Osserva la Corte che Al fine di stabilire se un appartamento sia compreso in un condominio edilizio, è infatti necessario verificare, con riferimento al momento della nascita del condominio (salvo eventuale titolo negoziale contrario, il cui apprezzamento è comunque affidato alle prerogative del giudice di merito: Cass. Sez. 2, Sentenza n. 3084 del 03/09/1976), se, con riguardo alla struttura ed alla conformazione di esso, e, dunque, in base ad elementi obiettivamente rilevabili, sussista il presupposto della permanente ed oggettiva destinazione al suo servizio ed al suo godimento dei beni di quell’edificio elencati nell’art. 1117 c.c., restando escluso che sia determinante pure l’esistenza di un collegamento materiale o di una via diretta di accesso tra parti condominiali e singola unità immobiliare.

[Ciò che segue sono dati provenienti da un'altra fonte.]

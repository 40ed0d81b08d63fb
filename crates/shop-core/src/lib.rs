//! # shop-core: Pure Business Logic for the Storefront
//!
//! This crate is the **heart** of the order-fulfillment backend. It contains
//! the pricing, coupon and payment rules as pure functions with zero I/O.
//!
//! ## Architecture Position
//! ```text
//! ┌─────────────────────────────────────────────────────────────────────────┐
//! │                      Storefront Architecture                            │
//! │                                                                         │
//! │  ┌─────────────────────────────────────────────────────────────────┐   │
//! │  │              Access Guard (external collaborator)               │   │
//! │  │           verified Principal { user_id, role }                  │   │
//! │  └─────────────────────────────┬───────────────────────────────────┘   │
//! │                                │                                        │
//! │  ┌─────────────────────────────▼───────────────────────────────────┐   │
//! │  │                 shop-api (service boundary)                     │   │
//! │  │    place_order, process_payment, get_payment, update_status     │   │
//! │  └─────────────────────────────┬───────────────────────────────────┘   │
//! │                                │                                        │
//! │  ┌─────────────────────────────▼───────────────────────────────────┐   │
//! │  │               ★ shop-core (THIS CRATE) ★                        │   │
//! │  │                                                                 │   │
//! │  │  ┌─────────┐ ┌─────────┐ ┌─────────┐ ┌─────────┐ ┌──────────┐  │   │
//! │  │  │  types  │ │ pricing │ │ coupon  │ │ payment │ │  access  │  │   │
//! │  │  │ Product │ │  Cart   │ │evaluate │ │  card   │ │ owner or │  │   │
//! │  │  │  Order  │ │ totals  │ │discount │ │  token  │ │  admin   │  │   │
//! │  │  └─────────┘ └─────────┘ └─────────┘ └─────────┘ └──────────┘  │   │
//! │  │                                                                 │   │
//! │  │   NO I/O • NO DATABASE • NO NETWORK • PURE FUNCTIONS           │   │
//! │  └─────────────────────────────────────────────────────────────────┘   │
//! │                                │                                        │
//! │  ┌─────────────────────────────▼───────────────────────────────────┐   │
//! │  │                    shop-db (Database Layer)                     │   │
//! │  │        SQLite transactions: Order Engine, Payment Engine        │   │
//! │  └─────────────────────────────────────────────────────────────────┘   │
//! └─────────────────────────────────────────────────────────────────────────┘
//! ```
//!
//! ## Modules
//!
//! - [`types`] - Domain types (Product, Coupon, Order, Payment, User)
//! - [`money`] - Money type with integer arithmetic (no floating point!)
//! - [`pricing`] - Cart pricing and order totals
//! - [`coupon`] - Coupon eligibility and discount computation
//! - [`payment`] - Simulated card authorization and tokenization
//! - [`access`] - Owner-or-admin authorization decision
//! - [`error`] - Domain error types
//! - [`validation`] - Input validation
//!
//! ## Example Usage
//!
//! ```rust
//! use shop_core::money::Money;
//! use shop_core::pricing::apply_discount;
//!
//! let subtotal = Money::from_cents(2000); // $20.00
//! let discount = Money::from_cents(5000); // $50.00 fixed coupon
//!
//! // Totals never go below zero
//! assert_eq!(apply_discount(subtotal, discount), Money::zero());
//! ```

pub mod access;
pub mod coupon;
pub mod error;
pub mod money;
pub mod payment;
pub mod pricing;
pub mod types;
pub mod validation;

// =============================================================================
// Re-exports for Convenience
// =============================================================================

pub use access::{is_owner_or_admin, Principal};
pub use coupon::{CouponRejection, RedemptionContext};
pub use error::{CoreError, CoreResult, ValidationError};
pub use money::Money;
pub use pricing::{CartLine, PricedCart, PricedLine};
pub use types::*;

// =============================================================================
// Crate-Level Constants
// =============================================================================

/// Maximum number of lines allowed in a single cart.
pub const MAX_CART_LINES: usize = 100;

/// Maximum quantity of a single cart line.
///
/// Catches fat-finger orders (typing 1000 instead of 10).
pub const MAX_ITEM_QUANTITY: i64 = 999;

/// Maximum length of a shipping or billing address.
pub const MAX_ADDRESS_LEN: usize = 500;

/// Highest catalog price, in cents ($1,000,000.00).
///
/// A full cart at this price still fits in i64 cents.
pub const MAX_PRICE_CENTS: i64 = 100_000_000;

/// Highest stock level an administrator may set.
pub const MAX_STOCK: i64 = 1_000_000;
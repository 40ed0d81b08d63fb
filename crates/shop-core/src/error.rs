//! # Error Types
//!
//! Domain-specific error types for shop-core.
//!
//! ## Error Hierarchy
//! ```text
//! ┌─────────────────────────────────────────────────────────────────────────┐
//! │                         Error Types                                     │
//! │                                                                         │
//! │  shop-core errors (this file)                                          │
//! │  ├── CoreError        - Business rule violations                       │
//! │  ├── CouponRejection  - Why a coupon cannot be applied (coupon.rs)     │
//! │  └── ValidationError  - Input validation failures                      │
//! │                                                                         │
//! │  shop-db errors (separate crate)                                       │
//! │  └── DbError          - Database failures, wraps CoreError             │
//! │                                                                         │
//! │  shop-api errors (app)                                                 │
//! │  └── ApiError         - What clients see (code + message)              │
//! │                                                                         │
//! │  Flow: ValidationError → CoreError → DbError → ApiError → Client       │
//! └─────────────────────────────────────────────────────────────────────────┘
//! ```

use thiserror::Error;

use crate::coupon::CouponRejection;

// =============================================================================
// Core Error
// =============================================================================

/// Core business logic errors.
///
/// Any of these raised inside an order or payment transaction aborts the
/// whole transaction.
#[derive(Debug, Error)]
pub enum CoreError {
    #[error("User not found: {0}")]
    UserNotFound(String),

    /// The user exists but has not been approved (or was rejected).
    #[error("User {user_id} is {status}, only active users can place orders")]
    UserNotActive { user_id: String, status: String },

    #[error("Product not found: {0}")]
    ProductNotFound(String),

    #[error("Product {name} is not available")]
    ProductInactive { name: String },

    /// Insufficient stock to complete an order.
    ///
    /// ## User Workflow
    /// ```text
    /// Place order (qty: 5)
    ///      │
    ///      ▼
    /// Check stock: available=3
    ///      │
    ///      ▼
    /// InsufficientStock { sku: "MUG-01", available: 3, requested: 5 }
    /// ```
    #[error("Insufficient stock for {sku}: available {available}, requested {requested}")]
    InsufficientStock {
        sku: String,
        available: i64,
        requested: i64,
    },

    #[error("Order must contain at least one item")]
    EmptyCart,

    #[error("Cart cannot have more than {max} lines")]
    CartTooLarge { max: usize },

    #[error("Quantity {requested} exceeds maximum allowed ({max})")]
    QuantityTooLarge { requested: i64, max: i64 },

    /// Line total or subtotal does not fit in i64 cents.
    #[error("Order amount is too large")]
    AmountTooLarge,

    /// Coupon lookup by code on the admin read path.
    #[error("Coupon not found: {0}")]
    CouponNotFound(String),

    /// Unknown coupon code submitted with an order.
    #[error("Invalid coupon: {0}")]
    InvalidCoupon(String),

    #[error("Coupon rejected: {0}")]
    CouponRejected(#[from] CouponRejection),

    /// Coupon cannot be deleted while redemptions still reference it.
    #[error("Coupon {code} has been redeemed and cannot be deleted")]
    CouponInUse { code: String },

    #[error("Order not found: {0}")]
    OrderNotFound(String),

    #[error("No payment found for order {0}")]
    PaymentNotFound(String),

    /// Order is not in a state that allows the requested operation.
    ///
    /// ## When This Occurs
    /// - Paying an order twice
    /// - Paying a cancelled order
    #[error("Order {order_id} is {current_status}, expected PENDING")]
    InvalidOrderState {
        order_id: String,
        current_status: String,
    },

    #[error("Order status cannot change from {from} to {to}")]
    InvalidStatusTransition { from: String, to: String },

    #[error("Invalid card: {reason}")]
    InvalidCard { reason: String },

    #[error("Forbidden: {0}")]
    Forbidden(String),

    #[error("Validation error: {0}")]
    Validation(#[from] ValidationError),
}

// =============================================================================
// Validation Error
// =============================================================================

/// Input validation errors.
///
/// Raised before any business logic runs.
#[derive(Debug, Error)]
pub enum ValidationError {
    #[error("{field} is required")]
    Required { field: String },

    #[error("{field} must be at most {max} characters")]
    TooLong { field: String, max: usize },

    #[error("{field} must be between {min} and {max}")]
    OutOfRange { field: String, min: i64, max: i64 },

    #[error("{field} must be positive")]
    MustBePositive { field: String },

    #[error("{field} has invalid format: {reason}")]
    InvalidFormat { field: String, reason: String },

    #[error("{field} must be one of: {allowed:?}")]
    NotAllowed { field: String, allowed: Vec<String> },

    #[error("{field} '{value}' already exists")]
    Duplicate { field: String, value: String },
}

/// Convenience type alias for Results with CoreError.
pub type CoreResult<T> = Result<T, CoreError>;

// =============================================================================
// Unit Tests
// =============================================================================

E’ d’altro canto certamente ammissibile, per quanto si desume dall’art. 61 disp. att. c.c., che, pur in presenza di fabbricati che presentino elementi di congiunzione materiale, allorchè vengano costituiti condominii separati per le parti aventi i connotati di autonomi edifici, uno dei titolari di porzioni esclusive si ritrovi proprietario di un appartamento ricadente in entrambi i condominii (arg. da Cass. Sez. 2, Sentenza n. 2324 del 01/03/1995; Cass. Sez. 2, Sentenza n. 4439 del 07/08/1982).

Il ricorso di L.F., pur deducendo una censura per violazione e falsa applicazione dell’art. 1117 c.c., si sostanzia, in realtà, nella prospettazione di una ricostruzione degli elementi materiali della fattispecie diversa da quella accolta dalla Corte del merito, e dunque invoca un giudizio di mero fatto, del tutto estraneo al sindacato di legittimità.”

 

Quanto alle spese: “La Corte d’Appello di Roma ha compensato le spese processuali di entrambi i gradi di giudizio, ponendo a carico delle parti la metà ciascuno delle spese di CTU, “stante l’opinabilità della questione, che peraltro ha necessitato di accertamenti tecnici”. Il Condominio di via delle TC 15, Roma, denuncia al riguardo la violazione degli artt. 91 e 92 c.p.c. per difetto delle “gravi ed eccezionali ragioni” ex art. 92, comma 2, c.p.c.

Tuttavia, nei giudizi, quale quello in esame, instaurati anteriormente all’entrata in vigore della legge 18 giugno 2009, n. 69, la compensazione delle spese può essere disposta – ai sensi dell’art. 92, comma 2, c.p.c., nel testo anteriore alle modifiche apportate dall’art. 45, comma 11, di detta legge – per “giusti motivi esplicitamente indicati dal giudice nella motivazione della sentenza”, e non per “gravi ed eccezionali ragioni esplicitamente indicate nella motivazione”. Nella vigenza di tale formulazione dell’art. 92, comma 2, c.p.c., la scelta di compensare le spese processuali rimane riservata al prudente, ma comunque motivato, apprezzamento del giudice di merito, la cui statuizione può essere censurata in sede di legittimità soltanto quando siano illogiche o contraddittorie le ragioni poste alla base della motivazione, ipotesi nella specie certamente non sussistente.”